REQUIRED WORK
Take the entries below and print only the lines from the one with "pub(crate) fn capacities(&self)" through the one with "for i in 0..self.functions.len()", exactly as they stand, both ends included.

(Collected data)
★ ★ ★ ★ ★ ★ ★

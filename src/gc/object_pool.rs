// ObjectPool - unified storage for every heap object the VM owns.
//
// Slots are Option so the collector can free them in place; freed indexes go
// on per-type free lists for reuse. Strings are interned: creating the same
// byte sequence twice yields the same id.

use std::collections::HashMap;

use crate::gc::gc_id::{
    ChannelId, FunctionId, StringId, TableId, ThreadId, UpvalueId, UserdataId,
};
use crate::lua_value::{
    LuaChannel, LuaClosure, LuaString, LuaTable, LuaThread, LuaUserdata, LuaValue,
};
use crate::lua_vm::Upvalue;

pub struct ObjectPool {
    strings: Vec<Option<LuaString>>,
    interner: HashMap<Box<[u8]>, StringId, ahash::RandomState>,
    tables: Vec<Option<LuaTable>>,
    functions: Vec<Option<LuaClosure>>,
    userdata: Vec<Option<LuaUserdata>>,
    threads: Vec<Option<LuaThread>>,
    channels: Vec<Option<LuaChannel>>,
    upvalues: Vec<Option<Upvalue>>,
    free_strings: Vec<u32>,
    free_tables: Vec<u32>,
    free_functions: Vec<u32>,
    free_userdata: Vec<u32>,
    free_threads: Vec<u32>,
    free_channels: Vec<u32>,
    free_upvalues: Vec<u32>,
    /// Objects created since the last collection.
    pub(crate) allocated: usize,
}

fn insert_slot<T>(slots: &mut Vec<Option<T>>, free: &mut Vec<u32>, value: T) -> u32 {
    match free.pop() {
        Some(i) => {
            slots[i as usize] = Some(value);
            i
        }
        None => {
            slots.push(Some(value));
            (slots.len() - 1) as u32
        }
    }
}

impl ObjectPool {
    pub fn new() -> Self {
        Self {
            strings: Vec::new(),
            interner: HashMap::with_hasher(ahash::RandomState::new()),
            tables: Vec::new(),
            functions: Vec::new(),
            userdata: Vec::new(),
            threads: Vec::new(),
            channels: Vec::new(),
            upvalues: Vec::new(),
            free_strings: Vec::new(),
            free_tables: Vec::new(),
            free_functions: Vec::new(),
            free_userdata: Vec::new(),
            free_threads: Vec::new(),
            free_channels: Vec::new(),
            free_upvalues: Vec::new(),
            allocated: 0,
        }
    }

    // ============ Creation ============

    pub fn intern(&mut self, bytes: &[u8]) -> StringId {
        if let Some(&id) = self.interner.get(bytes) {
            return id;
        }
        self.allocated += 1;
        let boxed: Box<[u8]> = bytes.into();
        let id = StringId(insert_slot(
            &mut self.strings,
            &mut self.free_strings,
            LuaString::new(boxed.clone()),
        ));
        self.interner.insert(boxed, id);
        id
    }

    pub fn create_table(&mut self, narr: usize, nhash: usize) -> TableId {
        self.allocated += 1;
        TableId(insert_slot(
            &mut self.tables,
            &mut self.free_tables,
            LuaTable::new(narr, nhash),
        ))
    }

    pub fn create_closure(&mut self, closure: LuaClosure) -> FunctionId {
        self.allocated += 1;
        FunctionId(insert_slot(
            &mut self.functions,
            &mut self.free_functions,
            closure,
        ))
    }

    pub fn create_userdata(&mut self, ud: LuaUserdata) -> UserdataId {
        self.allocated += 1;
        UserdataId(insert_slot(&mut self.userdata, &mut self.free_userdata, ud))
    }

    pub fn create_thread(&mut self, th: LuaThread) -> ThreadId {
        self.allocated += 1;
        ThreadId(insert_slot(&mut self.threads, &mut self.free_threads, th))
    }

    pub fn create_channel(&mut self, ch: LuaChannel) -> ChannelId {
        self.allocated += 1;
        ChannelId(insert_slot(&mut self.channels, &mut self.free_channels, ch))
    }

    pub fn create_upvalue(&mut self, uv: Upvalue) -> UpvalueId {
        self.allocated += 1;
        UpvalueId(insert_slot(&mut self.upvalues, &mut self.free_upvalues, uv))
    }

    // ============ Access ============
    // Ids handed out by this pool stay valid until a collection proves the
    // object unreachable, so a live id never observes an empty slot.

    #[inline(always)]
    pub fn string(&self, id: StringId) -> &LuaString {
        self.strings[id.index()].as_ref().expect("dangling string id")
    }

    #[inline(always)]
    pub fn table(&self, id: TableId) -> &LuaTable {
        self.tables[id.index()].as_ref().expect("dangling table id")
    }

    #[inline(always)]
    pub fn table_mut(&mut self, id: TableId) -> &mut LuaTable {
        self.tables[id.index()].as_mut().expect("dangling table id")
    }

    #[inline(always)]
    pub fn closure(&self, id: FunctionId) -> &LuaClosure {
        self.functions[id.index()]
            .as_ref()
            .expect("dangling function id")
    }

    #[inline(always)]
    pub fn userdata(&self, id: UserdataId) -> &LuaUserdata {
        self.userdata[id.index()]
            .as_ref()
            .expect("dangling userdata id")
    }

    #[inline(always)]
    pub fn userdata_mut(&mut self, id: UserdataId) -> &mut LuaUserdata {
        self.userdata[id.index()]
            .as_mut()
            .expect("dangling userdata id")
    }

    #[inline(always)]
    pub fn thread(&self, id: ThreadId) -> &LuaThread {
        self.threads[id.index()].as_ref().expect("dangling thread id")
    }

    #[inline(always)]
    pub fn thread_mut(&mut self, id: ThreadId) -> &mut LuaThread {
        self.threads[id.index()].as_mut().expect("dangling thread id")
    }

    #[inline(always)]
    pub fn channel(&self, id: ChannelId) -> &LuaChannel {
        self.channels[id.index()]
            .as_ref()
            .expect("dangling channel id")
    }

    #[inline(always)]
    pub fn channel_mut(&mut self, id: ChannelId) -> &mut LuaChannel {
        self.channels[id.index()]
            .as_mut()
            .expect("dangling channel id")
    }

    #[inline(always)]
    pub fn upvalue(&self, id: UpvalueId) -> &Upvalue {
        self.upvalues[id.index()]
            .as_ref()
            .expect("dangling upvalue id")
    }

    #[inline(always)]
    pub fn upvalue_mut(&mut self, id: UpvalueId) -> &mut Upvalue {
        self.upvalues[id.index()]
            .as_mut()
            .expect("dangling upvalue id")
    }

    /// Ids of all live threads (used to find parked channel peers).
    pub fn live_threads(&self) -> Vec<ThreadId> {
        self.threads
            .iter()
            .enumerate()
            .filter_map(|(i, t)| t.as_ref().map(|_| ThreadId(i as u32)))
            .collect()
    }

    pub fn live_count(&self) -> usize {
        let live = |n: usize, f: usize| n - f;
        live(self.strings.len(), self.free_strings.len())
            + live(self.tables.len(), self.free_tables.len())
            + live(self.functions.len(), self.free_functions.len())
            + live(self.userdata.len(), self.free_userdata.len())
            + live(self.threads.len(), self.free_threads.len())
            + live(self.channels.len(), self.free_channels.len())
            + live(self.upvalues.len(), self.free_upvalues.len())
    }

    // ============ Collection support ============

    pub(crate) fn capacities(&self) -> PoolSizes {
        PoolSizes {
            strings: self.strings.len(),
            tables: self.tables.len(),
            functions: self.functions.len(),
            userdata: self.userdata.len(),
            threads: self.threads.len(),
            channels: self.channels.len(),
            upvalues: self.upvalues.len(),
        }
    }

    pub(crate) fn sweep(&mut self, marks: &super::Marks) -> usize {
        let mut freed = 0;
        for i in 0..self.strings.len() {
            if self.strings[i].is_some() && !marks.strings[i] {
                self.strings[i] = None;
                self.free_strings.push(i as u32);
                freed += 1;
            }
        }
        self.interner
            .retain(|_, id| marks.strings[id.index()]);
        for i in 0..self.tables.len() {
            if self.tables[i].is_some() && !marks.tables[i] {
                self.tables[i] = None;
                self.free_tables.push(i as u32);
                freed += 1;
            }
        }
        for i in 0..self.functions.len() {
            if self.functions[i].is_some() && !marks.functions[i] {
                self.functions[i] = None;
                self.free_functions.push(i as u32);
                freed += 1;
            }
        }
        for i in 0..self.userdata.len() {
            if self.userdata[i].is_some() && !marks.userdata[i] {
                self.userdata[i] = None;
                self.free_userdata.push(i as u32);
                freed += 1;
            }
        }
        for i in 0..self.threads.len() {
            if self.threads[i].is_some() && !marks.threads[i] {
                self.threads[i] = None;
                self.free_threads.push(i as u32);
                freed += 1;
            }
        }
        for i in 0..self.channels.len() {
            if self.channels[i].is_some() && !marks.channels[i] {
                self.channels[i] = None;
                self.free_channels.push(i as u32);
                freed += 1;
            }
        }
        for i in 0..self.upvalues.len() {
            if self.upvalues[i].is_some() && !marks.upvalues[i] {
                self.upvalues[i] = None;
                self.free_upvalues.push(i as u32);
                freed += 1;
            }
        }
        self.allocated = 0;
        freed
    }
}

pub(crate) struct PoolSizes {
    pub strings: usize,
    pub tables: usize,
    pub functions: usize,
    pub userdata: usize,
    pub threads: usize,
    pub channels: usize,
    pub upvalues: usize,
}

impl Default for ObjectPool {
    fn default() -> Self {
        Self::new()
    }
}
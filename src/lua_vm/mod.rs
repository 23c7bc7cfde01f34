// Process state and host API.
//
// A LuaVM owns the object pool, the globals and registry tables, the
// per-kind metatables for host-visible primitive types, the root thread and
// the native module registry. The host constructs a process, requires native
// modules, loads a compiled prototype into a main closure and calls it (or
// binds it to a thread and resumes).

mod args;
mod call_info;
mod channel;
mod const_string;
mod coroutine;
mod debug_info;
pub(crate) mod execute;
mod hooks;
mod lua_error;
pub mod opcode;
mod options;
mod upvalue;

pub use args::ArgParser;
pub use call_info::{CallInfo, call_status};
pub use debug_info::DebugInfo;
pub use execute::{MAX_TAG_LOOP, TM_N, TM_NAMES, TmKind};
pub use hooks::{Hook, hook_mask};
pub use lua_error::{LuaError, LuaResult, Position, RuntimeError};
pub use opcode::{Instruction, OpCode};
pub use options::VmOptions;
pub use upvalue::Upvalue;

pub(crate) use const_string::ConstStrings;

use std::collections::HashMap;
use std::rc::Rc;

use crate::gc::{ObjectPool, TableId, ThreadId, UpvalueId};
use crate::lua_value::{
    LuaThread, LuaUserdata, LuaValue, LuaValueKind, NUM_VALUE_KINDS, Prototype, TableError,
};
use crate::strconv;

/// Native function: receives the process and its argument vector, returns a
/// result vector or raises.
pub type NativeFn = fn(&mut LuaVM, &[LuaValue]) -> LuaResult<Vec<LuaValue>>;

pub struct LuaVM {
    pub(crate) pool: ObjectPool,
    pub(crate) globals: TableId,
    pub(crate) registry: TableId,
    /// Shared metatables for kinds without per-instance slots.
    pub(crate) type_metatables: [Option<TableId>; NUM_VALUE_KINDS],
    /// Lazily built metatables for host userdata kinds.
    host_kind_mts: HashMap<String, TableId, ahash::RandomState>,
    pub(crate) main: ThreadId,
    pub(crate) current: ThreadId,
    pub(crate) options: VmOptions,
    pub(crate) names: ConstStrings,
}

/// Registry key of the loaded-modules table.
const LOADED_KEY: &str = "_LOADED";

★ ★ ★ ★ ★ ★ ★

THE ANSWER
    pub(crate) fn capacities(&self) -> PoolSizes {
        PoolSizes {
            strings: self.strings.len(),
            tables: self.tables.len(),
            functions: self.functions.len(),
            userdata: self.userdata.len(),
            threads: self.threads.len(),
            channels: self.channels.len(),
            upvalues: self.upvalues.len(),
        }
    }

    pub(crate) fn sweep(&mut self, marks: &super::Marks) -> usize {
        let mut freed = 0;
        for i in 0..self.strings.len() {
            if self.strings[i].is_some() && !marks.strings[i] {
                self.strings[i] = None;
                self.free_strings.push(i as u32);
                freed += 1;
            }
        }
        self.interner
            .retain(|_, id| marks.strings[id.index()]);
        for i in 0..self.tables.len() {
            if self.tables[i].is_some() && !marks.tables[i] {
                self.tables[i] = None;
                self.free_tables.push(i as u32);
                freed += 1;
            }
        }
        for i in 0..self.functions.len() {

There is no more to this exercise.